//! Event plumbing between raw driver objects and their adapters.
//!
//! Raw connections and pools announce lifecycle changes through an
//! [`EventHub`]. Adapters re-emit a fixed set of those events to their own
//! subscribers through an [`EventBridge`], which keeps exactly one
//! forwarding listener per event kind on the source for as long as the
//! adapter has at least one subscriber for that kind.

use std::collections::HashMap;
use std::fmt;
use std::sync::atomic::{AtomicU64, Ordering};
use std::sync::{Arc, Mutex, Weak};

use tracing::trace;

use crate::driver::{DriverError, Handshake, PoolConnection};

/// The named events the wrapped driver emits.
#[derive(Debug, Clone, Copy, PartialEq, Eq, Hash)]
pub enum EventKind {
    Error,
    Connect,
    End,
    Drain,
    Enqueue,
    Acquire,
    Connection,
    Release,
}

impl fmt::Display for EventKind {
    fn fmt(&self, f: &mut fmt::Formatter<'_>) -> fmt::Result {
        match self {
            Self::Error => write!(f, "error"),
            Self::Connect => write!(f, "connect"),
            Self::End => write!(f, "end"),
            Self::Drain => write!(f, "drain"),
            Self::Enqueue => write!(f, "enqueue"),
            Self::Acquire => write!(f, "acquire"),
            Self::Connection => write!(f, "connection"),
            Self::Release => write!(f, "release"),
        }
    }
}

/// What an event carries to its listeners.
#[derive(Clone)]
pub enum EventPayload {
    None,
    Error(DriverError),
    Handshake(Handshake),
    Connection(Arc<dyn PoolConnection>),
}

impl EventPayload {
    /// The driver error, when the payload carries one.
    pub fn driver_error(&self) -> Option<&DriverError> {
        match self {
            Self::Error(e) => Some(e),
            _ => None,
        }
    }
}

impl fmt::Debug for EventPayload {
    fn fmt(&self, f: &mut fmt::Formatter<'_>) -> fmt::Result {
        match self {
            Self::None => f.write_str("None"),
            Self::Error(e) => f.debug_tuple("Error").field(e).finish(),
            Self::Handshake(h) => f.debug_tuple("Handshake").field(h).finish(),
            Self::Connection(_) => f.write_str("Connection(..)"),
        }
    }
}

/// A listener registered on an [`EventHub`].
pub type EventListener = Arc<dyn Fn(&EventPayload) + Send + Sync>;

/// Stable handle to a registered listener.
///
/// Ids come from one process-wide counter, so an id handed out by one hub
/// never matches a listener registered on another.
#[derive(Debug, Clone, Copy, PartialEq, Eq, Hash)]
pub struct ListenerId(u64);

static NEXT_LISTENER_ID: AtomicU64 = AtomicU64::new(1);

/// A registry of event listeners keyed by event kind.
///
/// Dispatch clones the listener list out of the lock before invoking
/// anything, so listeners may subscribe or unsubscribe re-entrantly.
#[derive(Default)]
pub struct EventHub {
    listeners: Mutex<HashMap<EventKind, Vec<(ListenerId, EventListener)>>>,
}

impl EventHub {
    pub fn new() -> Self {
        Self::default()
    }

    /// Register a listener for the given event kind.
    pub fn subscribe(&self, kind: EventKind, listener: EventListener) -> ListenerId {
        let id = ListenerId(NEXT_LISTENER_ID.fetch_add(1, Ordering::Relaxed));

        self.listeners.lock().unwrap().entry(kind).or_default().push((id, listener));

        id
    }

    /// Remove a listener, returning the kind it was registered for.
    pub fn unsubscribe(&self, id: ListenerId) -> Option<EventKind> {
        let mut listeners = self.listeners.lock().unwrap();

        for (kind, registered) in listeners.iter_mut() {
            if let Some(position) = registered.iter().position(|(listener_id, _)| *listener_id == id) {
                registered.remove(position);
                return Some(*kind);
            }
        }

        None
    }

    /// Invoke every listener registered for the kind.
    pub fn emit(&self, kind: EventKind, payload: &EventPayload) {
        let listeners: Vec<EventListener> = {
            let registered = self.listeners.lock().unwrap();

            registered
                .get(&kind)
                .map(|listeners| listeners.iter().map(|(_, listener)| Arc::clone(listener)).collect())
                .unwrap_or_default()
        };

        for listener in listeners {
            listener(payload);
        }
    }

    /// The number of listeners currently registered for the kind.
    pub fn listener_count(&self, kind: EventKind) -> usize {
        self.listeners.lock().unwrap().get(&kind).map_or(0, Vec::len)
    }
}

/// Ref-counted forwarding of source events into an adapter's own hub.
///
/// The first subscriber for a forwarded kind attaches one listener to the
/// source; removing the last subscriber detaches it again. Subscribe and
/// unsubscribe cycles therefore never grow the source's listener list, and
/// every adapter subscriber for a kind shares the single source listener.
pub(crate) struct EventBridge {
    forwarded: &'static [EventKind],
    hub: Arc<EventHub>,
    forwarders: Mutex<HashMap<EventKind, ListenerId>>,
}

impl EventBridge {
    pub(crate) fn new(forwarded: &'static [EventKind]) -> Self {
        Self {
            forwarded,
            hub: Arc::new(EventHub::new()),
            forwarders: Mutex::new(HashMap::new()),
        }
    }

    pub(crate) fn subscribe(&self, source: &EventHub, kind: EventKind, listener: EventListener) -> ListenerId {
        let id = self.hub.subscribe(kind, listener);

        if self.forwarded.contains(&kind) {
            let mut forwarders = self.forwarders.lock().unwrap();

            if !forwarders.contains_key(&kind) {
                // Weak, so a source outliving the adapter does not keep the
                // adapter's hub alive through the forwarder.
                let hub = Arc::downgrade(&self.hub);

                let source_id = source.subscribe(
                    kind,
                    Arc::new(move |payload| {
                        if let Some(hub) = Weak::upgrade(&hub) {
                            hub.emit(kind, payload);
                        }
                    }),
                );

                forwarders.insert(kind, source_id);
                trace!("Attached a forwarding listener for `{}` events", kind);
            }
        }

        id
    }

    pub(crate) fn unsubscribe(&self, source: &EventHub, id: ListenerId) -> bool {
        let Some(kind) = self.hub.unsubscribe(id) else {
            return false;
        };

        if self.forwarded.contains(&kind) {
            let mut forwarders = self.forwarders.lock().unwrap();

            if self.hub.listener_count(kind) == 0 {
                if let Some(source_id) = forwarders.remove(&kind) {
                    source.unsubscribe(source_id);
                    trace!("Detached the forwarding listener for `{}` events", kind);
                }
            }
        }

        true
    }

    pub(crate) fn detach_all(&self, source: &EventHub) {
        let forwarders: Vec<ListenerId> = self.forwarders.lock().unwrap().drain().map(|(_, id)| id).collect();

        for id in forwarders {
            source.unsubscribe(id);
        }
    }
}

-.-.-

Try it >>
Line count for the string "EventHub": work it out from the records above and reply with the number alone.

Output of the exercise >>
9